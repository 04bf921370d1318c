//! Machine-generated key for session persistence
//!
//! A 32-byte key stored hex-encoded at
//! `<state>/credentials/session-encryption-key` (0600). Session payloads
//! are sealed as `IV(12) ‖ tag(16) ‖ ciphertext` raw bytes. Decryption is
//! fail-open: a short or tampered blob yields `None` so the gateway starts
//! with an empty session store instead of refusing to boot.

use std::fs;
use std::path::{Path, PathBuf};
use std::time::{Duration, SystemTime};

use aes_gcm::{
    aead::{Aead, KeyInit},
    Aes256Gcm,
};
use rand::RngCore;
use tracing::warn;
use zeroize::{Zeroize, ZeroizeOnDrop};

use crate::crypto::{GCM_IV_SIZE, GCM_KEY_SIZE, GCM_TAG_SIZE};
use crate::error::GatewayError;

/// Key age beyond which a rotation warning is logged (365 days).
const KEY_AGE_WARN: Duration = Duration::from_secs(365 * 24 * 60 * 60);

/// The session-at-rest encryption key for this machine.
#[derive(Clone, Zeroize, ZeroizeOnDrop)]
pub struct MachineKey {
    key: [u8; GCM_KEY_SIZE],
}

impl MachineKey {
    /// Path of the key file under a state directory.
    pub fn path(state_dir: &Path) -> PathBuf {
        state_dir.join("credentials").join("session-encryption-key")
    }

    /// Load the machine key, regenerating it when the file is missing or
    /// malformed. Logs a non-fatal warning when the key is over a year old.
    pub fn load_or_create(state_dir: &Path) -> Result<Self, GatewayError> {
        let path = Self::path(state_dir);

        if let Ok(contents) = fs::read_to_string(&path) {
            if let Ok(raw) = hex::decode(contents.trim()) {
                if raw.len() == GCM_KEY_SIZE {
                    if let Ok(meta) = fs::metadata(&path) {
                        if let Ok(modified) = meta.modified() {
                            let age = SystemTime::now()
                                .duration_since(modified)
                                .unwrap_or_default();
                            if age > KEY_AGE_WARN {
                                warn!(
                                    path = %path.display(),
                                    "session encryption key is older than a year; \
                                     consider `openclaw_admin credentials rotate`"
                                );
                            }
                        }
                    }
                    let mut key = [0u8; GCM_KEY_SIZE];
                    key.copy_from_slice(&raw);
                    return Ok(MachineKey { key });
                }
            }
            warn!(path = %path.display(), "session encryption key unreadable, regenerating");
        }

        Self::generate_at(&path)
    }

    /// Generate a fresh key and persist it at `path` with 0600 permissions.
    fn generate_at(path: &Path) -> Result<Self, GatewayError> {
        if let Some(parent) = path.parent() {
            fs::create_dir_all(parent)?;
        }

        let mut key = [0u8; GCM_KEY_SIZE];
        rand::thread_rng().fill_bytes(&mut key);

        let mut encoded = hex::encode(key);
        encoded.push('\n');
        fs::write(path, &encoded)?;
        restrict_permissions(path)?;

        Ok(MachineKey { key })
    }

    /// Seal a payload as `IV ‖ tag ‖ ciphertext`.
    pub fn encrypt_blob(&self, plaintext: &[u8]) -> Result<Vec<u8>, GatewayError> {
        let mut iv = [0u8; GCM_IV_SIZE];
        rand::thread_rng().fill_bytes(&mut iv);

        let cipher = Aes256Gcm::new_from_slice(&self.key)
            .map_err(|_| GatewayError::Fatal("cipher construction failed".to_string()))?;
        let mut combined = cipher
            .encrypt((&iv).into(), plaintext)
            .map_err(|_| GatewayError::Fatal("session encryption failed".to_string()))?;
        let tag = combined.split_off(combined.len() - GCM_TAG_SIZE);

        let mut blob = Vec::with_capacity(GCM_IV_SIZE + GCM_TAG_SIZE + combined.len());
        blob.extend_from_slice(&iv);
        blob.extend_from_slice(&tag);
        blob.extend_from_slice(&combined);
        Ok(blob)
    }

    /// Open a sealed payload. Returns `None` on any failure so callers can
    /// fall back to a fresh session store.
    pub fn decrypt_blob(&self, blob: &[u8]) -> Option<Vec<u8>> {
        if blob.len() < GCM_IV_SIZE + GCM_TAG_SIZE {
            return None;
        }
        let iv: [u8; GCM_IV_SIZE] = blob[..GCM_IV_SIZE].try_into().ok()?;
        let tag = &blob[GCM_IV_SIZE..GCM_IV_SIZE + GCM_TAG_SIZE];
        let ciphertext = &blob[GCM_IV_SIZE + GCM_TAG_SIZE..];

        let mut combined = ciphertext.to_vec();
        combined.extend_from_slice(tag);

        let cipher = Aes256Gcm::new_from_slice(&self.key).ok()?;
        cipher.decrypt((&iv).into(), combined.as_ref()).ok()
    }
}

/// Decrypt the persisted session blob with the current key, mint a new key
/// and re-encrypt. Returns the number of sessions carried across.
pub fn rotate_machine_key(state_dir: &Path) -> Result<usize, GatewayError> {
    let sessions_path = state_dir.join("sessions").join("auth-sessions.enc");
    let current = MachineKey::load_or_create(state_dir)?;

    let plaintext = match fs::read(&sessions_path) {
        Ok(blob) => current.decrypt_blob(&blob).unwrap_or_default(),
        Err(_) => Vec::new(),
    };

    let rotated = if plaintext.is_empty() {
        0
    } else {
        serde_json::from_slice::<serde_json::Value>(&plaintext)
            .ok()
            .and_then(|doc| doc.get("sessions").and_then(|s| s.as_array()).map(|a| a.len()))
            .unwrap_or(0)
    };

    let fresh = MachineKey::generate_at(&MachineKey::path(state_dir))?;
    if !plaintext.is_empty() {
        if let Some(parent) = sessions_path.parent() {
            fs::create_dir_all(parent)?;
        }
        fs::write(&sessions_path, fresh.encrypt_blob(&plaintext)?)?;
        restrict_permissions(&sessions_path)?;
    }

    Ok(rotated)
}

#[cfg(unix)]
fn restrict_permissions(path: &Path) -> Result<(), GatewayError> {
    use std::os::unix::fs::PermissionsExt;
    fs::set_permissions(path, fs::Permissions::from_mode(0o600))?;
    Ok(())
}

#[cfg(not(unix))]
fn restrict_permissions(_path: &Path) -> Result<(), GatewayError> {
    Ok(())
}

#[cfg(test)]
mod tests {
    use super::*;
    use tempfile::TempDir;

    #[test]
    fn test_key_created_and_reloaded() {
        let dir = TempDir::new().unwrap();
        let first = MachineKey::load_or_create(dir.path()).unwrap();
        let second = MachineKey::load_or_create(dir.path()).unwrap();
        assert_eq!(first.key, second.key);

        let on_disk = fs::read_to_string(MachineKey::path(dir.path())).unwrap();
        assert_eq!(on_disk.trim().len(), GCM_KEY_SIZE * 2);
        assert!(on_disk.ends_with('\n'));
    }

    #[test]
    fn test_malformed_key_regenerated() {
        let dir = TempDir::new().unwrap();
        let path = MachineKey::path(dir.path());
        fs::create_dir_all(path.parent().unwrap()).unwrap();
        fs::write(&path, "not-hex-at-all\n").unwrap();

        let key = MachineKey::load_or_create(dir.path()).unwrap();
        let reloaded = MachineKey::load_or_create(dir.path()).unwrap();
        assert_eq!(key.key, reloaded.key);
    }

    #[test]
    fn test_blob_round_trip() {
        let dir = TempDir::new().unwrap();
        let key = MachineKey::load_or_create(dir.path()).unwrap();

        let blob = key.encrypt_blob(b"session payload").unwrap();
        assert!(blob.len() > GCM_IV_SIZE + GCM_TAG_SIZE);
        assert_eq!(key.decrypt_blob(&blob).unwrap(), b"session payload");
    }

    #[test]
    fn test_decrypt_fail_open() {
        let dir = TempDir::new().unwrap();
        let key = MachineKey::load_or_create(dir.path()).unwrap();

        assert!(key.decrypt_blob(b"short").is_none());

        let mut blob = key.encrypt_blob(b"payload").unwrap();
        let last = blob.len() - 1;
        blob[last] ^= 0xFF;
        assert!(key.decrypt_blob(&blob).is_none());
    }

    #[test]
    fn test_rotation_reencrypts_sessions() {
        let dir = TempDir::new().unwrap();
        let key = MachineKey::load_or_create(dir.path()).unwrap();

        let doc = br#"{"version":1,"sessions":[{"id":"a"},{"id":"b"}]}"#;
        let sessions_path = dir.path().join("sessions").join("auth-sessions.enc");
        fs::create_dir_all(sessions_path.parent().unwrap()).unwrap();
        fs::write(&sessions_path, key.encrypt_blob(doc).unwrap()).unwrap();

        let rotated = rotate_machine_key(dir.path()).unwrap();
        assert_eq!(rotated, 2);

        // Old key no longer opens the blob, the new one does
        let blob = fs::read(&sessions_path).unwrap();
        assert!(key.decrypt_blob(&blob).is_none());
        let fresh = MachineKey::load_or_create(dir.path()).unwrap();
        assert_eq!(fresh.decrypt_blob(&blob).unwrap(), doc);
    }
}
* * * *
What you are asked to do — Taking the records from the top, repeat each line exactly until you have repeated the line that contains "if let Ok(meta)".

Answer to this task —
repository 04bf921370d1318c
//! Machine-generated key for session persistence
//!
//! A 32-byte key stored hex-encoded at
//! `<state>/credentials/session-encryption-key` (0600). Session payloads
//! are sealed as `IV(12) ‖ tag(16) ‖ ciphertext` raw bytes. Decryption is
//! fail-open: a short or tampered blob yields `None` so the gateway starts
//! with an empty session store instead of refusing to boot.

use std::fs;
use std::path::{Path, PathBuf};
use std::time::{Duration, SystemTime};

use aes_gcm::{
    aead::{Aead, KeyInit},
    Aes256Gcm,
};
use rand::RngCore;
use tracing::warn;
use zeroize::{Zeroize, ZeroizeOnDrop};

use crate::crypto::{GCM_IV_SIZE, GCM_KEY_SIZE, GCM_TAG_SIZE};
use crate::error::GatewayError;

/// Key age beyond which a rotation warning is logged (365 days).
const KEY_AGE_WARN: Duration = Duration::from_secs(365 * 24 * 60 * 60);

/// The session-at-rest encryption key for this machine.
#[derive(Clone, Zeroize, ZeroizeOnDrop)]
pub struct MachineKey {
    key: [u8; GCM_KEY_SIZE],
}

impl MachineKey {
    /// Path of the key file under a state directory.
    pub fn path(state_dir: &Path) -> PathBuf {
        state_dir.join("credentials").join("session-encryption-key")
    }

    /// Load the machine key, regenerating it when the file is missing or
    /// malformed. Logs a non-fatal warning when the key is over a year old.
    pub fn load_or_create(state_dir: &Path) -> Result<Self, GatewayError> {
        let path = Self::path(state_dir);

        if let Ok(contents) = fs::read_to_string(&path) {
            if let Ok(raw) = hex::decode(contents.trim()) {
                if raw.len() == GCM_KEY_SIZE {
                    if let Ok(meta) = fs::metadata(&path) {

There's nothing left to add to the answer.